Editorial Note: This is the fourth in a series of PSSD posts, with more to come. The earliest was Buried Alive, but in this recent series the first was Drugs and Sex don’t Go, followed by PSSD: If a Drug Caused Blindness and then No Sex and the City.
In Drugs and Sex don’t Go, we outlined how the PSSD community has tried most of the obvious treatments – S1 agonists and antagonists, S2 antagonists, and others along with dopamine agonists, Viagra and related drugs and hormones with little effect.
Some related drugs that do not appear to have been tried have been the S3 antagonists ondansetron or granisetron. These are usually given for nausea. They can stimulate libido. If anyone has tried these and can offer feedback it would be helpful.
Several subjects with PSSD have recently tried a completely different kind of treatment – ketamine, which is an anaesthetic. However where other anaesthetics sedate, it stimulates. It acts on the glutamate system which is the major excitatory neurotransmitter in the brain.
Ketamine can flip a switch in people who are profoundly depressed. People, who are psychotically depressed one day, contemplating treatment with ECT, can be well the next day and stay well without further medication for months. Almost as though a switch had been flipped.
When given intramuscularly, the effects of ketamine come on within minutes. The subject dissociates. The experience may be profound. People report marked changes in their perceptions of time and space and typically report a sense of meaningfulness and connection with the Universe.
Ketamine appears safe to give to people who have had SSRIs in that doctors regularly used it combined with cocaine when clubbing – in a combination called Calvin Klein.
We have been able to collate the reports of three people who took ketamine to see if it might make a difference to their PSSD – if it might flip the switch back and reconnect them.
All three reported having a comfortable experience after ketamine 100mg – this is not always the case; ketamine can cause very unpleasant effects in people who have SSRI dependence and withdrawal. The question was whether there would be a benefit afterwards over the following week or two. One of the three reported some benefit but this was not sustained and it was difficult to link the outcome to ketamine.

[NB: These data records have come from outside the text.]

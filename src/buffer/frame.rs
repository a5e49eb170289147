//! Frame: a flattened, two-dimensional snapshot of what the terminal shows.

use super::cell::Cell;

/// A composited 2D image, stored row-major: `index = y * width + x`.
#[derive(Clone, PartialEq, Eq)]
pub struct Frame {
    cells: Vec<Cell>,
    width: u16,
    height: u16,
}

impl Frame {
    /// Create a frame filled with empty cells.
    pub fn new(width: u16, height: u16) -> Self {
        Self::filled(width, height, Cell::EMPTY)
    }

    /// Create a frame filled with `cell`.
    pub fn filled(width: u16, height: u16, cell: Cell) -> Self {
        Self {
            cells: vec![cell; usize::from(width) * usize::from(height)],
            width,
            height,
        }
    }

    /// Frame width in columns.
    #[inline]
    pub const fn width(&self) -> u16 {
        self.width
    }

    /// Frame height in rows.
    #[inline]
    pub const fn height(&self) -> u16 {
        self.height
    }

    /// All cells in row-major order.
    #[inline]
    pub fn cells(&self) -> &[Cell] {
        &self.cells
    }

    #[inline]
    pub(crate) fn cells_mut(&mut self) -> &mut [Cell] {
        &mut self.cells
    }

    /// Cell at `(x, y)`, or [`Cell::EMPTY`] when out of range.
    #[inline]
    pub fn get(&self, x: i32, y: i32) -> Cell {
        self.index_of(x, y).map_or(Cell::EMPTY, |i| self.cells[i])
    }

    /// Linear index of `(x, y)`, or `None` when out of range.
    #[inline]
    pub fn index_of(&self, x: i32, y: i32) -> Option<usize> {
        let x = usize::try_from(x).ok()?;
        let y = usize::try_from(y).ok()?;
        let (w, h) = (usize::from(self.width), usize::from(self.height));
        (x < w && y < h).then(|| y * w + x)
    }

    /// Iterate over rows.
    pub fn rows(&self) -> impl Iterator<Item = &[Cell]> {
        // chunks() rejects a zero size; a zero-width frame has no cells anyway.
        self.cells.chunks(usize::from(self.width.max(1)))
    }

    /// The characters of row `y`, for tests and debugging.
    pub fn row_text(&self, y: u16) -> String {
        self.rows()
            .nth(usize::from(y))
            .map(|row| row.iter().map(|c| c.ch).collect())
            .unwrap_or_default()
    }

    /// Number of positions whose cells differ from `other`.
    ///
    /// Frames of different sizes differ everywhere.
    pub fn diff_count(&self, other: &Self) -> usize {
        if self.width != other.width || self.height != other.height {
            return self.cells.len().max(other.cells.len());
        }
        self.cells
            .iter()
            .zip(&other.cells)
            .filter(|(a, b)| a != b)
            .count()
    }
}

impl std::fmt::Debug for Frame {
    fn fmt(&self, f: &mut std::fmt::Formatter<'_>) -> std::fmt::Result {
        f.debug_struct("Frame")
            .field("width", &self.width)
            .field("height", &self.height)
            .finish_non_exhaustive()
    }
}

#[cfg(test)]
mod tests {
    use super::*;

    #[test]
    fn test_frame_bounds() {
        let frame = Frame::new(4, 3);
        assert_eq!(frame.index_of(3, 2), Some(11));
        assert_eq!(frame.index_of(4, 0), None);
        assert_eq!(frame.index_of(-1, 0), None);
        assert_eq!(frame.get(100, 100), Cell::EMPTY);
    }

    #[test]
    fn test_frame_row_text() {
        let mut frame = Frame::new(3, 2);
        frame.cells_mut()[3] = Cell::from_char('a');
        assert_eq!(frame.row_text(0), "   ");
        assert_eq!(frame.row_text(1), "a  ");
        assert_eq!(frame.row_text(5), "");
    }

    #[test]
    fn test_diff_count() {
        let a = Frame::new(5, 5);
        let mut b = a.clone();
        assert_eq!(a.diff_count(&b), 0);
        b.cells_mut()[7] = Cell::from_char('x');
        assert_eq!(a.diff_count(&b), 1);
        assert_eq!(a.diff_count(&Frame::new(2, 2)), 25);
    }
}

But there was sufficient here to warrant a further course of treatment at a slightly higher dose. It seemed a good idea for the three subjects to repeat the treatment. Again it went smoothly. Again there were some hints of benefit in the same subject who had a benefit the first time around but not a cure.
Based on this it does not seem at present that ketamine is the way forward in PSSD.
One other treatment that has come to our attention is donepezil. This choline esterase inhibitor was used for Alzheimer’s dementia, marketed as Aricept. Patients with dementia are not likely to report its effects but younger people taking it report that it can make touch and other sensory experiences more vivid and readily triggered.
PSSD involves a profound depersonalization generally and an anaesthesia that is most profound genitally but can be more extensive. So it looks like a drug that made skin more sensitive might help. Donepezil fits this bill.
The present status of usage for this is that two subjects have reported trying a 5mg dose in the morning for two weeks. One had no effect. The other reported much more vivid dreams and in particular dreams of a semi-sexual nature.
One of the surprising things about this is that he became aware that he had not been dreaming for years and asked the question whether this might also be a feature of PSSD that people have not noticed to date. Does PSSD inhibit dreams?
We are interested to hear from anyone with PSSD whether they dream or whether the condition has affected their dreams.
We are aware of a number of other treatments in use for PSSD and will be reporting on these immediately if there are any hints of a benefit.